Vor 55 Jahren spielte Margarethe von Trotta ihre erste Hauptrolle in dem Spielfilm Tränen trocknet der Wind, bald darauf war sie in Volker Schlöndorffs Baal zu sehen, auch an der Seite Rainer Werner Fassbinders, für dessen Götter der Pest und Warnung von einer heiligen Nutte sie wiederum vor der Kamera stand. 1972 übernahm von Trotta neben einer Rolle auch die Regie-Assistenz bei Schlöndorffs Die Moral der Ruth Halbfass. 1975 dann das eigene Regie-Debüt in Zusammenarbeit mit Schlöndorff. Die verlorene Ehre der Katharina Blum erzählt eine noch heute aktuelle Geschichten über die Funktionsweise jener Medien, die Inhalte mit Schlagzeilen und Polemik mit Aufklärung verwechseln.
Happy Birthday, Margarethe von Trotta! © Studiocanal
Der Werdegang war damals keine Selbstverständlichkeit, ebensowenig wie Frauen hinter der Kamera, und es ist sicher keine Übertreibung, wenn man Margarethe von Trotta jetzt nicht nur eine Vorreiterin sondern auch eine Vorkämpferin der Emanzipation im Kulturbetrieb nennt. Weshalb sie öfter mal die erste war. 1981 gewann sie zum Beispiel mit Die bleierne Zeit als erste Frau den Goldenen Löwen in Venedig, 2019 wurde sie als erste weibliche Regisseurin mit dem Deutschen Filmpreis ausgezeichnet. In Die bleierne Zeit , Rosa Luxemburg, Heller Wahn, Das zweite Erwachen der Christa Klages oder Schwestern oder Die Balance des Glücks , die jetzt in der ARTHAUS-Edition Margarethe von Trotta – Die frühen Filme erhältlich sind, griff sie einerseits politische Themen auf, andererseits lässt sich ihre gesamte Arbeit als politische Handlung verstehen.
"Frauenfilm – das war ein Kampfbegriff"
Die genannten Filme waren Teil einer Bewegung, und zwar des Frauenfilms, dessen Wichtigkeit sie in einem Gespräch anlässlich der Filmpreis-Verleihung vor drei Jahren betonte: "Ende der 1970er Jahre gab es eine Gruppe von Frauen – die ich in meiner Dankesrede beim Deutschen Filmpreis erwähnt habe, die Frauenfilm als Bezeichnung für Filme von Frauen, nicht über Frauen verwendete. Das war ein Kampfbegriff.
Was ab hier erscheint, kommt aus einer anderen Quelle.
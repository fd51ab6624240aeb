//! Scatter display for producer-generated point files.
//!
//! Reads `points.txt` from the working directory and shows the points in an
//! interactive 3D window. All failures are reported as printed diagnostics
//! and a non-zero exit status; nothing escapes as a panic.

use std::process::ExitCode;

use pointview_core::Error;
use pointview_io::XyzReader;
use pointview_visualization::{show, ViewerConfig};

/// Fixed handoff path written by the point generator
const INPUT_PATH: &str = "points.txt";

fn main() -> ExitCode {
    println!("Reading points from {INPUT_PATH}...");
    let points = match XyzReader::read_point_set(INPUT_PATH) {
        Ok(points) => points,
        Err(err) => return fail(&err),
    };

    if let Some(bounds) = points.bounds() {
        println!(
            "Loaded {} points (z range {:.3} to {:.3})",
            points.len(),
            bounds.min.z,
            bounds.max.z
        );
    }

    println!("Creating 3D visualization...");
    print_controls();

    if let Err(err) = show(&points, &ViewerConfig::default()) {
        return fail(&err);
    }

    println!("Visualization finished.");
    ExitCode::SUCCESS
}

fn fail(err: &Error) -> ExitCode {
    for line in failure_report(err) {
        println!("{line}");
    }
    ExitCode::FAILURE
}

/// Diagnostic lines for a failed run, one message per error kind
fn failure_report(err: &Error) -> Vec<String> {
    match err {
        Error::MissingInput { path } => vec![
            format!("Error: {path} was not found."),
            "Run the point generator first so it can write its output.".to_string(),
        ],
        Error::EmptyInput { path } => {
            vec![format!("{path} is empty; there is nothing to plot.")]
        }
        other => vec![format!("Error while plotting: {other}")],
    }
}

fn print_controls() {
    println!("Controls:");
    println!("  Drag:        orbit around the points");
    println!("  Right-drag:  pan");
    println!("  Scroll:      zoom");
    println!("  R:           reset the view");
    println!("  Close the window to exit");
}
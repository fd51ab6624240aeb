//! Point types and related aliases

use nalgebra::{Point3, Vector3};

/// A 3D point with single precision coordinates
pub type Point3f = Point3<f32>;

/// A 3D vector with single precision components
pub type Vector3f = Vector3<f32>;
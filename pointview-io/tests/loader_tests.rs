//! End-to-end loader tests against real files on disk.

use pointview_core::{Error, Point3f};
use pointview_io::XyzReader;
use rand::{rngs::StdRng, Rng, SeedableRng};
use std::fs;
use std::path::PathBuf;

fn temp_file(name: &str, contents: &str) -> PathBuf {
    let path = std::env::temp_dir().join(format!("pointview-io-{name}"));
    fs::write(&path, contents).unwrap();
    path
}

#[test]
fn reads_example_file() {
    let path = temp_file("example.txt", "0.0 0.0 0.0\n1.0 1.0 2.0\n-1.0 0.5 1.5\n");
    let points = XyzReader::read_point_set(&path).unwrap();

    assert_eq!(points.len(), 3);
    assert_eq!(points[0], Point3f::new(0.0, 0.0, 0.0));
    assert_eq!(points[1], Point3f::new(1.0, 1.0, 2.0));
    assert_eq!(points[2], Point3f::new(-1.0, 0.5, 1.5));

    // z span that drives the color scale is taken from the unmodified rows
    let bounds = points.bounds().unwrap();
    assert_eq!(bounds.min.z, 0.0);
    assert_eq!(bounds.max.z, 2.0);

    let _ = fs::remove_file(path);
}

#[test]
fn single_row_file_loads_as_one_point() {
    let path = temp_file("single.txt", "0.5 -0.5 2.5\n");
    let points = XyzReader::read_point_set(&path).unwrap();
    assert_eq!(points.len(), 1);
    assert_eq!(points[0], Point3f::new(0.5, -0.5, 2.5));
    let _ = fs::remove_file(path);
}

#[test]
fn empty_file_is_empty_input() {
    let path = temp_file("empty.txt", "");
    let err = XyzReader::read_point_set(&path).unwrap_err();
    assert!(matches!(err, Error::EmptyInput { .. }));
    let _ = fs::remove_file(path);
}

#[test]
fn whitespace_only_file_is_empty_input() {
    let path = temp_file("blank.txt", "\n   \n\t\n");
    let err = XyzReader::read_point_set(&path).unwrap_err();
    assert!(matches!(err, Error::EmptyInput { .. }));
    let _ = fs::remove_file(path);
}

#[test]
fn missing_file_is_missing_input() {
    let path = std::env::temp_dir().join("pointview-io-does-not-exist.txt");
    let err = XyzReader::read_point_set(&path).unwrap_err();
    match err {
        Error::MissingInput { path: reported } => {
            assert!(reported.contains("does-not-exist"));
        }
        other => panic!("expected MissingInput, got {other:?}"),
    }
}

#[test]
fn malformed_file_reports_offending_line() {
    let path = temp_file("malformed.txt", "1.0 2.0 3.0\n1.0 abc 3.0\n");
    let err = XyzReader::read_point_set(&path).unwrap_err();
    assert!(matches!(err, Error::MalformedRow { line: 2, .. }));
    let _ = fs::remove_file(path);
}

#[test]
fn generated_points_round_trip_unaltered() {
    let mut rng = StdRng::seed_from_u64(0x9e3779b9);
    let triples: Vec<[f32; 3]> = (0..64)
        .map(|_| {
            [
                rng.gen_range(-100.0..100.0),
                rng.gen_range(-100.0..100.0),
                rng.gen_range(-100.0..100.0),
            ]
        })
        .collect();

    let contents: String = triples
        .iter()
        .map(|[x, y, z]| format!("{x} {y} {z}\n"))
        .collect();
    let path = temp_file("roundtrip.txt", &contents);

    let points = XyzReader::read_point_set(&path).unwrap();
    assert_eq!(points.len(), triples.len());
    for (point, [x, y, z]) in points.iter().zip(&triples) {
        // f32 Display output re-parses to the identical value
        assert_eq!(point.x, *x);
        assert_eq!(point.y, *y);
        assert_eq!(point.z, *z);
    }

    let _ = fs::remove_file(path);
}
Ula Stöckl, Helma Sanders-Brahms, Helke Sander, Janine Meerapfel, Jutta Brückner, Dagmar Hirtz und einige andere sagten: ›Wir sind Frauen und wir machen Filme – und wir wollen dieselben Mittel haben wie unsere männlichen Kollegen.‹ 1978 bekamen Helke Sander und ich viel Aufmerksamkeit auf der Berlinale. Auf einmal hieß es: ›Wir müssen die Frauen unterstützen‹. Das hat sich aber nur zwei Jahre gehalten, dann kam der Backlash. Als ich von meinem Preis erfuhr, war mein erster Gedanke: ›Ach, jetzt nach #metoo brauchen sie mal eine Frau.‹"
Wir verneigen uns vor so viel kämpferischem Mut über so viele Jahre hinweg und so viel künstlerische Schaffenskraft bis in die jüngste Vergangenheit hinein – und gratulieren ganz herzlich zum 80. Geburtstag.